### MATERIAL SUPPLIED
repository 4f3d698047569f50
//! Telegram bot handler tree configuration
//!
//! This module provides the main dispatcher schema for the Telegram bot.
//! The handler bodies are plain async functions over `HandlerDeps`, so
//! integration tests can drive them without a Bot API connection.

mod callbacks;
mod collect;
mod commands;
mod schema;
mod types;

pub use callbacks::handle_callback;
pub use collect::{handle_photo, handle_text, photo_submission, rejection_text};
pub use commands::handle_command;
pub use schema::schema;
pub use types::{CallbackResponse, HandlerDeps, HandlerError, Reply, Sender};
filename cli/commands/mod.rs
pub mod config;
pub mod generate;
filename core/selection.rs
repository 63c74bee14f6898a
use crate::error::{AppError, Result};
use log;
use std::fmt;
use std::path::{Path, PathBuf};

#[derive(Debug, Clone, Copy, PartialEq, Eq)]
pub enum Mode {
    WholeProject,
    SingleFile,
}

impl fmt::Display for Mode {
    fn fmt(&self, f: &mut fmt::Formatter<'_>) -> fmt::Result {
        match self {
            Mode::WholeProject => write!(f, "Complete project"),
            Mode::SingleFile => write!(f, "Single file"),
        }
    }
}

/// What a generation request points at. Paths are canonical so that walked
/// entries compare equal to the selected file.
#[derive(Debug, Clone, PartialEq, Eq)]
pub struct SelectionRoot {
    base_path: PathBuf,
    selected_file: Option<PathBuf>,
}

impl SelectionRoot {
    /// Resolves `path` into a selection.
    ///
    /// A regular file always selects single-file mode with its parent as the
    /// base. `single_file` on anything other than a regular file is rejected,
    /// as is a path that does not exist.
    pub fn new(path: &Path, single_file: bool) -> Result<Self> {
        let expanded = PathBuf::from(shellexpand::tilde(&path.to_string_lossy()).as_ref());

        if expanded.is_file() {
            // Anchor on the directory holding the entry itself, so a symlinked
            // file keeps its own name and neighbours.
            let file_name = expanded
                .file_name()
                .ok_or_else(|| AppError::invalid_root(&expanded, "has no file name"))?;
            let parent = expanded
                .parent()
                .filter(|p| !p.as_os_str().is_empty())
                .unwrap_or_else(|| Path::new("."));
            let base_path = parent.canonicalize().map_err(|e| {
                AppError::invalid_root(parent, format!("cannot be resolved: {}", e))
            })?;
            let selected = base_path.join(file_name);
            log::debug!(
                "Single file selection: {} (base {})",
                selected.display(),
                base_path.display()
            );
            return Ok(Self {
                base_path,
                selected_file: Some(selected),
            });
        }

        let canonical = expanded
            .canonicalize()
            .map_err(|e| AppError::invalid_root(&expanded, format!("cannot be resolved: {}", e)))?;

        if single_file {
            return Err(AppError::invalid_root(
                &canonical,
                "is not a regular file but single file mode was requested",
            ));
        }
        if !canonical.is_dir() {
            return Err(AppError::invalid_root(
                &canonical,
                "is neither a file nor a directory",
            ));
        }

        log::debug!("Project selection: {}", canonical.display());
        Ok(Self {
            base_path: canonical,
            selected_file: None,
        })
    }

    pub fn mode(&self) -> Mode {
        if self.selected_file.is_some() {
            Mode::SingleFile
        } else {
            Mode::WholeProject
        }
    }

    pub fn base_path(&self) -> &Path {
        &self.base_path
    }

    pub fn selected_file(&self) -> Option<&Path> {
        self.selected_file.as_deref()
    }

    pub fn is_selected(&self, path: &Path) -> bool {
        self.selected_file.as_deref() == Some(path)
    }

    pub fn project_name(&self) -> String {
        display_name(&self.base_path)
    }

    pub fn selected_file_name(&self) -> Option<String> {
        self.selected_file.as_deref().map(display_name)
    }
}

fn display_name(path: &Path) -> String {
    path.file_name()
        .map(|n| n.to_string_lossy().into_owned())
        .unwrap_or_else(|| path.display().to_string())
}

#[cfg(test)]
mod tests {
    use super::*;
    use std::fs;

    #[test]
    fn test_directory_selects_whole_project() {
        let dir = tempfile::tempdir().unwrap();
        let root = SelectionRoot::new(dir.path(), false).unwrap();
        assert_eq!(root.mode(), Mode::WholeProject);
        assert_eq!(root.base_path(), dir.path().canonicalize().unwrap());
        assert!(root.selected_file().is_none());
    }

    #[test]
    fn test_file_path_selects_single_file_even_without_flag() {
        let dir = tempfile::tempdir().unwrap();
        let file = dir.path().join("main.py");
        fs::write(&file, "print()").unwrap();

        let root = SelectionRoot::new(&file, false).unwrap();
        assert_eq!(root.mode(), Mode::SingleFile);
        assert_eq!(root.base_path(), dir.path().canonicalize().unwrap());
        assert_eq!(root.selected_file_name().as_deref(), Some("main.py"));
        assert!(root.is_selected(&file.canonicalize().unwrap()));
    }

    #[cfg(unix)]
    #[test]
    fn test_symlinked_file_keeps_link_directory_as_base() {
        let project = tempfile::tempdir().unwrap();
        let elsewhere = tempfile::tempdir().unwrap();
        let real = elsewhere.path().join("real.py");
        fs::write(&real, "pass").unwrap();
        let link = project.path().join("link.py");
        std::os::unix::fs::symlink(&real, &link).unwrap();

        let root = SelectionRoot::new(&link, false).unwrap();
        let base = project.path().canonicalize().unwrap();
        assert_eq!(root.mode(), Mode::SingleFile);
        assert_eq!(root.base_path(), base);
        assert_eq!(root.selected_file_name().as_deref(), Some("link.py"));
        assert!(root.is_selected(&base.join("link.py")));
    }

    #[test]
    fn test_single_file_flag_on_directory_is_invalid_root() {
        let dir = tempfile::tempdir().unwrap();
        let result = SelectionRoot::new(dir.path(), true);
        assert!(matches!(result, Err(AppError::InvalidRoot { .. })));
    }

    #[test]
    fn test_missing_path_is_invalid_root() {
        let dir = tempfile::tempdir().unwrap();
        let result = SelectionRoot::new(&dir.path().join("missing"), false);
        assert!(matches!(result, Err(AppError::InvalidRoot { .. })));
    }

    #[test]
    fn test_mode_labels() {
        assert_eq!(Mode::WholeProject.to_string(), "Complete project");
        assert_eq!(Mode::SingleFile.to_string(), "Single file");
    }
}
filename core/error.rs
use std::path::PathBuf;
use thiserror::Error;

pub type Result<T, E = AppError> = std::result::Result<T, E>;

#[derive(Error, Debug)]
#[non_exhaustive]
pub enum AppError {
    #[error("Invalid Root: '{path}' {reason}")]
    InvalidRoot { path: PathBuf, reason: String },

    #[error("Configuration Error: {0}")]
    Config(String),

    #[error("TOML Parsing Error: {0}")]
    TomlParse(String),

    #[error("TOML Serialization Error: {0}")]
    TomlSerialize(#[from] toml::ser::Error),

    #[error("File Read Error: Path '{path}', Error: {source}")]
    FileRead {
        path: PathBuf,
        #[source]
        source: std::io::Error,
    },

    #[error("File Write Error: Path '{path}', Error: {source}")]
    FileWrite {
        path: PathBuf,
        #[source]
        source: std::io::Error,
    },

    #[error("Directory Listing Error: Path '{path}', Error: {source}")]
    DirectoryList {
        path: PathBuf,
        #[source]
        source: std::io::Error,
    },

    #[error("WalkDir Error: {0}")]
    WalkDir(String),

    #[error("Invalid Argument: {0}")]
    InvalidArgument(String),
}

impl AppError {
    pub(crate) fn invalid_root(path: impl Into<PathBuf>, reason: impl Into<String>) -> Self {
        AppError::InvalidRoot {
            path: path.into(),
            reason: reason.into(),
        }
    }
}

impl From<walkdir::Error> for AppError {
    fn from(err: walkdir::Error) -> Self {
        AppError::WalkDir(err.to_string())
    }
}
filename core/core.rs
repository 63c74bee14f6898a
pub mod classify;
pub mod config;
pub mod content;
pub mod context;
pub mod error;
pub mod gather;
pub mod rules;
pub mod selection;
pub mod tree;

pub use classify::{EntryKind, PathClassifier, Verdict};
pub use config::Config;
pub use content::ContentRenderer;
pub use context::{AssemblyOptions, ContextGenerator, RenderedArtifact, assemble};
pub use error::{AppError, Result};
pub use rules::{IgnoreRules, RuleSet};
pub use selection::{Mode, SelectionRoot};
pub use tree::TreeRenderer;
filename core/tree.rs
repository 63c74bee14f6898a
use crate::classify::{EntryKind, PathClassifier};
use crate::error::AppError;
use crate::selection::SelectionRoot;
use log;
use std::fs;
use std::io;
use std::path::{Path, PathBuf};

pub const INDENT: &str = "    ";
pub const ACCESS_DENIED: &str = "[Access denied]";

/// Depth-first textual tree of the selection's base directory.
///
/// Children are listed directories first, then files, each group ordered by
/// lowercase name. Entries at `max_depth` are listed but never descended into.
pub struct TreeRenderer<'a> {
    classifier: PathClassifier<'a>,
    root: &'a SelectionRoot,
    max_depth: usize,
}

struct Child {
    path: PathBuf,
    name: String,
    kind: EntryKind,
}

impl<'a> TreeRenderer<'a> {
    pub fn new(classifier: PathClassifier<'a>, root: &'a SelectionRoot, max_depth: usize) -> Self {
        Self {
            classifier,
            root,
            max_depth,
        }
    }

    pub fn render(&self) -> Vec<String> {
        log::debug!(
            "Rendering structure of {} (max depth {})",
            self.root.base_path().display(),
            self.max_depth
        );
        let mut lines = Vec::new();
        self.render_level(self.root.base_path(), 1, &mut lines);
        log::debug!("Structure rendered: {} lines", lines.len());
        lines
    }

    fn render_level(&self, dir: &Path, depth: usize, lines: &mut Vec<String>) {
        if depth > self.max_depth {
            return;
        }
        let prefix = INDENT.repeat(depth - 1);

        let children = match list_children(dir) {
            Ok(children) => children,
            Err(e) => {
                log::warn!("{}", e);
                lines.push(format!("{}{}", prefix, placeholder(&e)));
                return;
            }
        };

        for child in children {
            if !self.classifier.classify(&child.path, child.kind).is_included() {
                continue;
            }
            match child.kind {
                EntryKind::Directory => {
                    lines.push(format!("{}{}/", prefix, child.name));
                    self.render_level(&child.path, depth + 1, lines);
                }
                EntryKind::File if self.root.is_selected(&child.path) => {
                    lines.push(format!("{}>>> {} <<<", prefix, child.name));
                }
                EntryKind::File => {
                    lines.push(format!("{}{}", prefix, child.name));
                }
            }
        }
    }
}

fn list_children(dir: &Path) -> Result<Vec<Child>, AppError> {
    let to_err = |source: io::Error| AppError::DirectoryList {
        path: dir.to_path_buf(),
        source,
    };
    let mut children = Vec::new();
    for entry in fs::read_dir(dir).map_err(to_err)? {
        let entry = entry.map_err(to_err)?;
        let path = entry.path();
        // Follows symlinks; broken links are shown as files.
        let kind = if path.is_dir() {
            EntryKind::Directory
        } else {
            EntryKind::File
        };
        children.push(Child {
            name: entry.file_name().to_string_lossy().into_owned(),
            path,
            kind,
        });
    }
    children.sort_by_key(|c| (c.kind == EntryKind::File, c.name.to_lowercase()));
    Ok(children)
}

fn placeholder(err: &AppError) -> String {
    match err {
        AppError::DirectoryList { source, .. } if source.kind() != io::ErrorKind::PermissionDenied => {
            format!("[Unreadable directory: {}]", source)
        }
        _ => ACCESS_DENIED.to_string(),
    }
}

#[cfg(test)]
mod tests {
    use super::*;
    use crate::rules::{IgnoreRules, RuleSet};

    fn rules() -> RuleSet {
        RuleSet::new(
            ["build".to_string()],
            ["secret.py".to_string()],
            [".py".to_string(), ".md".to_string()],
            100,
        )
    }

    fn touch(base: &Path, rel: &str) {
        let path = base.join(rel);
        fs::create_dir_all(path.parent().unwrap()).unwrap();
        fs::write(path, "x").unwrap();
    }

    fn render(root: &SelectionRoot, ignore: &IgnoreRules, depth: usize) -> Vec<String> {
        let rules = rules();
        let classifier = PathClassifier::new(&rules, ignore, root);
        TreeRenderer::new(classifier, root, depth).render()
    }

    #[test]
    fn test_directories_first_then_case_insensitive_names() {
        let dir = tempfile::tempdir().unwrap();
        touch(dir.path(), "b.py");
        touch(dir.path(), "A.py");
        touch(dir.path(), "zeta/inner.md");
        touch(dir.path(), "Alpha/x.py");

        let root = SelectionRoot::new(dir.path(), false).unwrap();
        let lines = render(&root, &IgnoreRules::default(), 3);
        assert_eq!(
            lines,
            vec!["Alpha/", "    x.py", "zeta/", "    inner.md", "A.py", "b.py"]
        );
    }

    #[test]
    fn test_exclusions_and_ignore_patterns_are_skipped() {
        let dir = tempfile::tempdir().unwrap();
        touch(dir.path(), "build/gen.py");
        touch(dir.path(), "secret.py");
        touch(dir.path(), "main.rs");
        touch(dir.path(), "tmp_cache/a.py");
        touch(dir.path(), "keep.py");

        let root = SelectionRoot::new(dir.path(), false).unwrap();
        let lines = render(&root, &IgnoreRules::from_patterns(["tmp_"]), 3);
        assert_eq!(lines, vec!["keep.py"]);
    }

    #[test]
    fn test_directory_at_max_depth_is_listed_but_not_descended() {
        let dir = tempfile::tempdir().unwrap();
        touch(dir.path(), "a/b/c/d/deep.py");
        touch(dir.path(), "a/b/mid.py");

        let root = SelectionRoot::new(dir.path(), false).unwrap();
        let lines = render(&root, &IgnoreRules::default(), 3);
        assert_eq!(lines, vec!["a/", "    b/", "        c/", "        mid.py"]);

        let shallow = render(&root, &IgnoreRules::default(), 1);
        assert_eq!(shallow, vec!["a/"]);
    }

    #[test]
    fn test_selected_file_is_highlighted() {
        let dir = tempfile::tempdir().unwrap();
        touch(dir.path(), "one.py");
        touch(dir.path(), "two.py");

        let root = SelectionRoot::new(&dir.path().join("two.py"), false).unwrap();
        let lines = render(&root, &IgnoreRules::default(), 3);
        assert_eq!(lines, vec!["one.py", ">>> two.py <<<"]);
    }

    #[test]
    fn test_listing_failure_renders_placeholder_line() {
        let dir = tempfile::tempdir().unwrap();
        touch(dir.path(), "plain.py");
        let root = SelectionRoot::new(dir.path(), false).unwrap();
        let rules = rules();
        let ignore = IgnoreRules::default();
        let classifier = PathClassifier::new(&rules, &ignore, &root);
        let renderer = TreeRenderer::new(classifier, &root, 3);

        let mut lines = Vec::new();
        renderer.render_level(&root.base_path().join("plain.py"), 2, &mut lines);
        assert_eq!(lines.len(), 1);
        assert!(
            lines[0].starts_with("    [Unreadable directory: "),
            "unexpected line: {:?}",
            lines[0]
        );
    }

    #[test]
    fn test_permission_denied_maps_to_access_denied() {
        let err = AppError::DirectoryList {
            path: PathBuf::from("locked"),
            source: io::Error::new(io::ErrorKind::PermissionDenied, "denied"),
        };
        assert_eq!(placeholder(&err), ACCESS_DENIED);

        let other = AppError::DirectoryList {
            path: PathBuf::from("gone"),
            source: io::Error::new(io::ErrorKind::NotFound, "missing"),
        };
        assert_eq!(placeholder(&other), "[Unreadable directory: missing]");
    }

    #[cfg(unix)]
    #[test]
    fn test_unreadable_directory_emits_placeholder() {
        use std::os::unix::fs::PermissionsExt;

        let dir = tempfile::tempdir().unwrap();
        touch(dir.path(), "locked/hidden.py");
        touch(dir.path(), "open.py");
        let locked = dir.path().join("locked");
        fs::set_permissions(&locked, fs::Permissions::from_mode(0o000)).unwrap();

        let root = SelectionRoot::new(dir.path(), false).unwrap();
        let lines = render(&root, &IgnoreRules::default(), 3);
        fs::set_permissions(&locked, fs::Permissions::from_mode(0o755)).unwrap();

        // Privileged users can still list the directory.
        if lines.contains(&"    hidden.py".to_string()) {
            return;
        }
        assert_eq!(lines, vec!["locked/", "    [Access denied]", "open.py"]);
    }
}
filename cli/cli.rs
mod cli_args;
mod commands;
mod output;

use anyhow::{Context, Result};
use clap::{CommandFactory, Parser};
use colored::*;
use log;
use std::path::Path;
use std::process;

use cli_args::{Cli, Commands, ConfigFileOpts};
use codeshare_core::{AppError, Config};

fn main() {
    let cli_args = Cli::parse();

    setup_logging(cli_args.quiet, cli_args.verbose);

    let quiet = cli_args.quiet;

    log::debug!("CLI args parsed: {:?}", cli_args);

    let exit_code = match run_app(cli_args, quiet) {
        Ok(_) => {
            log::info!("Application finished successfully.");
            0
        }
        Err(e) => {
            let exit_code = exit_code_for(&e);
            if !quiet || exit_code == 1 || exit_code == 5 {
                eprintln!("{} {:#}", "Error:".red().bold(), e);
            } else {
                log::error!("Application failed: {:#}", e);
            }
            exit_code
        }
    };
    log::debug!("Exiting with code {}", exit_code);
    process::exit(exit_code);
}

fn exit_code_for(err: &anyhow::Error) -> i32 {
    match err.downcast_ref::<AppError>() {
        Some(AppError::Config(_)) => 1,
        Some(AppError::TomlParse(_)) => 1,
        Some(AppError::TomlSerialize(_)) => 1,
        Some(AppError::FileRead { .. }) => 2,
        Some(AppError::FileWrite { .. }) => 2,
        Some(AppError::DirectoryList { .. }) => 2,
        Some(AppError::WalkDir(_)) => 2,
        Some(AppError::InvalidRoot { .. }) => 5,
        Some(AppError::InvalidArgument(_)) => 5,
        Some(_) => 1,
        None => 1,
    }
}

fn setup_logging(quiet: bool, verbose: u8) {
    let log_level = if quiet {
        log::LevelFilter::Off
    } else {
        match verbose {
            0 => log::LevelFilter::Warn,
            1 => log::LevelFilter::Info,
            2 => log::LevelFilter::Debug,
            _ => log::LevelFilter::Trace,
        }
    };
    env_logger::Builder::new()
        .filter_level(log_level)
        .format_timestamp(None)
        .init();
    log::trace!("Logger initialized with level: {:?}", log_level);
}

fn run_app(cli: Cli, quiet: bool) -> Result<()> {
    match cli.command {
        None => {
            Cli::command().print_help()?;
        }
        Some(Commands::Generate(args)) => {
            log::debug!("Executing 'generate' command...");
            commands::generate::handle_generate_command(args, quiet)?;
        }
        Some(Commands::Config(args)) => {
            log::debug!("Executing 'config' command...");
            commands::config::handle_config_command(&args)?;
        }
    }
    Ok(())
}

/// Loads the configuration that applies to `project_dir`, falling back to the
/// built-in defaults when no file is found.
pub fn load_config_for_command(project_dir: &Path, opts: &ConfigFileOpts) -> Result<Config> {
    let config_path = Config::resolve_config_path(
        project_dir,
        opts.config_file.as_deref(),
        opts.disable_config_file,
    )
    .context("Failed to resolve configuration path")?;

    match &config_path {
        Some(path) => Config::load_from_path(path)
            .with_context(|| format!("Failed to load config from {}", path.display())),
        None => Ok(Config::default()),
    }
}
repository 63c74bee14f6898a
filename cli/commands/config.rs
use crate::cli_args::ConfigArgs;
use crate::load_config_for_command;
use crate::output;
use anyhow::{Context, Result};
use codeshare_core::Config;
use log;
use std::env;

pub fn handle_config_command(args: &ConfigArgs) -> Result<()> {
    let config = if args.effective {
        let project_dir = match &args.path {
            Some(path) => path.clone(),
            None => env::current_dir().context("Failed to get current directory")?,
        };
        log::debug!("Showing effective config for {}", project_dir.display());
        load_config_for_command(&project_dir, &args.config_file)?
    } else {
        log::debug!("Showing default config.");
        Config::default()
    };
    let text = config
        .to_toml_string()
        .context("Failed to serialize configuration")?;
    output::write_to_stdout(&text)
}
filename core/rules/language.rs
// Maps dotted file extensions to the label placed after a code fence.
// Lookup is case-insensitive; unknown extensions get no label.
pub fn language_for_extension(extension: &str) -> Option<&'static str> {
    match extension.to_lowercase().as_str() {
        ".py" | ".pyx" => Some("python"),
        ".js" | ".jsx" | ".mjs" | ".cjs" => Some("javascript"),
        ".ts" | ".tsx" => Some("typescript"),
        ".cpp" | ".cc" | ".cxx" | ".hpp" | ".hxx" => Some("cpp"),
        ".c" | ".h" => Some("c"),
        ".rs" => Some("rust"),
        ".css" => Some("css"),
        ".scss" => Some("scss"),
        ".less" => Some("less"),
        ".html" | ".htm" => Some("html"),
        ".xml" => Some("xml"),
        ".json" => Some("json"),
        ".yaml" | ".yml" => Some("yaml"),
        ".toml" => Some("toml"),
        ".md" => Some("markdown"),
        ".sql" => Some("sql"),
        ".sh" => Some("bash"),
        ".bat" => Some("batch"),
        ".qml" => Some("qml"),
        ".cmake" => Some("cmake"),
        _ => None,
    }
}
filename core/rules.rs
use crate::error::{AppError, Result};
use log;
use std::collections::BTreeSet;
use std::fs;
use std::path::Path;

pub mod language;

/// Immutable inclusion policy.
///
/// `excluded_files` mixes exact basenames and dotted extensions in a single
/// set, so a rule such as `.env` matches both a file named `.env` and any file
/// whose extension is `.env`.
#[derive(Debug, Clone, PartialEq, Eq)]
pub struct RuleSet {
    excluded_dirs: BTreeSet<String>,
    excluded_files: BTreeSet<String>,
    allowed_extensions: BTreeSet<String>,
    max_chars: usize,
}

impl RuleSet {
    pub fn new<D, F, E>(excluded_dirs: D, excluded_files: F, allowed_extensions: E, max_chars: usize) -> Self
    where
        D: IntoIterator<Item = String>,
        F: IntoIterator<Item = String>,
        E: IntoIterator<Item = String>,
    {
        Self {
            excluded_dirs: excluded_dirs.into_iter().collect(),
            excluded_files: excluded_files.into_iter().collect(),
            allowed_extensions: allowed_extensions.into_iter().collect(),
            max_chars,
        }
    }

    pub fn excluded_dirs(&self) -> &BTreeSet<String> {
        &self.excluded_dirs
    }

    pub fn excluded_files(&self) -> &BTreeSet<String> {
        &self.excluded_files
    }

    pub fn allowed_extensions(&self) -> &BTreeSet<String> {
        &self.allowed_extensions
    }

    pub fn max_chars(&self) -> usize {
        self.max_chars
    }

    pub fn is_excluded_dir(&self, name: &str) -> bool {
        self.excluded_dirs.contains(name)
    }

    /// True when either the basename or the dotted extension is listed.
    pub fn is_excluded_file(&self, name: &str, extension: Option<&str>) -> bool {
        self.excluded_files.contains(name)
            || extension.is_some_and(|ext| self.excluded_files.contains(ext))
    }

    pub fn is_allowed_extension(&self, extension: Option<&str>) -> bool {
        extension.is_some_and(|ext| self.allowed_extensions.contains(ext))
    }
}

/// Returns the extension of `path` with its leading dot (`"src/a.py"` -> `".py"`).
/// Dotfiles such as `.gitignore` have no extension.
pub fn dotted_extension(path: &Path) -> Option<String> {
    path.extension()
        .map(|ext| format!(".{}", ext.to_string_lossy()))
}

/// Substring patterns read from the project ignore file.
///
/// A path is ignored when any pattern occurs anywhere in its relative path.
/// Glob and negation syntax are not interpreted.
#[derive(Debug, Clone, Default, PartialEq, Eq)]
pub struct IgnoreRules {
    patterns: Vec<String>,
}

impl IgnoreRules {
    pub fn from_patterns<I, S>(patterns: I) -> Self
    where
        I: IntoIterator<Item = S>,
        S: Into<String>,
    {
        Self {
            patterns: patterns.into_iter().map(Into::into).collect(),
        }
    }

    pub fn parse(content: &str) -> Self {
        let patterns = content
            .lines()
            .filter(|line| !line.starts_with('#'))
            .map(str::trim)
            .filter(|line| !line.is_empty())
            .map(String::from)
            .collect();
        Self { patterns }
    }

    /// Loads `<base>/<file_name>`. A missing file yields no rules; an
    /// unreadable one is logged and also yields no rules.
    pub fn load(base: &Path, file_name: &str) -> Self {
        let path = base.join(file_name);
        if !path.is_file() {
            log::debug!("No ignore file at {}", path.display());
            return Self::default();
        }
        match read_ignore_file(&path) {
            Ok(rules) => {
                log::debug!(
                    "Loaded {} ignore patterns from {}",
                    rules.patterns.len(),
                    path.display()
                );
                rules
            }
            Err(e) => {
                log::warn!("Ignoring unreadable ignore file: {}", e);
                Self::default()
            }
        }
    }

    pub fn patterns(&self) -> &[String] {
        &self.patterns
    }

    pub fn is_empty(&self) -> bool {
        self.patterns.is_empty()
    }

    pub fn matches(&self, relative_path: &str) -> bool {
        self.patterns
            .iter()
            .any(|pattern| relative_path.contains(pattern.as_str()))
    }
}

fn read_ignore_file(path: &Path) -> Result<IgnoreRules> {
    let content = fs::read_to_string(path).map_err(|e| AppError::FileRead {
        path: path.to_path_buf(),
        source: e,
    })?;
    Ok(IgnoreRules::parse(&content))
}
######
### TASK DIRECTIONS
Return, from the data, each line where the string "open" occurs.

### SOLUTION TO THE PROBLEM
        touch(dir.path(), "open.py");
        assert_eq!(lines, vec!["locked/", "    [Access denied]", "open.py"]);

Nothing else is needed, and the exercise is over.